==== The data

//! Provides macros used to conditionally compile code dependent on the `tracing` feature.

/// Emits an event describing a call to a builtin function. Without the `tracing` feature, the
/// arguments are only evaluated.
#[macro_export]
#[doc(hidden)]
macro_rules! builtin_event {
    ($level:ident, $function:expr, $message:literal $(, $field:ident = $value:expr)*) => {
        #[cfg(feature = "tracing")]
        tracing::$level!(
            target: "simdjs::builtins",
            simd_type = %$function.simd_type(),
            builtin = %$function.name(),
            $($field = %$value,)*
            $message
        );

        #[cfg(not(feature = "tracing"))]
        let _ = (&$function, $(&$value,)*);
    };
}
//! Arithmetic operations.
//!
//! Integer arithmetic wraps around at the lane width. Float lanes use IEEE single precision.

use crate::{LaneKind, SimdType, SimdValue};
use simdjs_rt_core::Result;
use simdjs_rt_math as math;

impl SimdType {
    /// Adds each pair of lanes.
    pub fn add(self, a: &SimdValue, b: &SimdValue) -> Result<SimdValue> {
        let (a, b) = (self.operand(a)?, self.operand(b)?);
        match self.kind() {
            LaneKind::Float => a.float_zip(b, |x, y| x + y),
            _ => a.int_zip(b, |x, y| i64::from(x) + i64::from(y)),
        }
    }

    /// Subtracts each lane of `b` from the corresponding lane of `a`.
    pub fn sub(self, a: &SimdValue, b: &SimdValue) -> Result<SimdValue> {
        let (a, b) = (self.operand(a)?, self.operand(b)?);
        match self.kind() {
            LaneKind::Float => a.float_zip(b, |x, y| x - y),
            _ => a.int_zip(b, |x, y| i64::from(x) - i64::from(y)),
        }
    }

    /// Multiplies each pair of lanes.
    pub fn mul(self, a: &SimdValue, b: &SimdValue) -> Result<SimdValue> {
        let (a, b) = (self.operand(a)?, self.operand(b)?);
        match self.kind() {
            LaneKind::Float => a.float_zip(b, |x, y| x * y),
            _ => a.int_zip(b, |x, y| i64::from(x) * i64::from(y)),
        }
    }

    /// Divides each lane of `a` by the corresponding lane of `b`. Only float lanes are supported.
    pub fn div(self, a: &SimdValue, b: &SimdValue) -> Result<SimdValue> {
        self.operand(a)?.float_zip(self.operand(b)?, |x, y| x / y)
    }

    /// Negates each lane.
    pub fn neg(self, a: &SimdValue) -> Result<SimdValue> {
        let a = self.operand(a)?;
        match self.kind() {
            LaneKind::Float => a.float_map(|x| -x),
            _ => a.int_map(|x| -i64::from(x)),
        }
    }

    /// Computes the absolute value of each float lane.
    pub fn abs(self, a: &SimdValue) -> Result<SimdValue> {
        self.operand(a)?.float_map(<f32 as num_traits::Float>::abs)
    }

    /// Computes the square root of each float lane.
    pub fn sqrt(self, a: &SimdValue) -> Result<SimdValue> {
        self.operand(a)?.float_map(<f32 as num_traits::Float>::sqrt)
    }

    /// Takes the smaller of each pair of float lanes, propagating *NaN*.
    pub fn min(self, a: &SimdValue, b: &SimdValue) -> Result<SimdValue> {
        self.operand(a)?.float_zip(self.operand(b)?, math::f32_min)
    }

    /// Takes the larger of each pair of float lanes, propagating *NaN*.
    pub fn max(self, a: &SimdValue, b: &SimdValue) -> Result<SimdValue> {
        self.operand(a)?.float_zip(self.operand(b)?, math::f32_max)
    }

    /// Like [`SimdType::min()`], but a lane that is *NaN* in only one operand takes the other
    /// operand's value.
    pub fn min_num(self, a: &SimdValue, b: &SimdValue) -> Result<SimdValue> {
        self.operand(a)?.float_zip(self.operand(b)?, math::f32_min_num)
    }

    /// Like [`SimdType::max()`], but a lane that is *NaN* in only one operand takes the other
    /// operand's value.
    pub fn max_num(self, a: &SimdValue, b: &SimdValue) -> Result<SimdValue> {
        self.operand(a)?.float_zip(self.operand(b)?, math::f32_max_num)
    }

    /// Approximates `1 / x` for each float lane.
    pub fn reciprocal_approximation(self, a: &SimdValue) -> Result<SimdValue> {
        self.operand(a)?.float_map(math::reciprocal_approximation)
    }

    /// Approximates `1 / sqrt(x)` for each float lane.
    pub fn reciprocal_sqrt_approximation(self, a: &SimdValue) -> Result<SimdValue> {
        self.operand(a)?
            .float_map(math::reciprocal_sqrt_approximation)
    }
}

========

About this exercise: Which lines of the data hold the string "message"? Return each of them.

Answer section:
    ($level:ident, $function:expr, $message:literal $(, $field:ident = $value:expr)*) => {
            $message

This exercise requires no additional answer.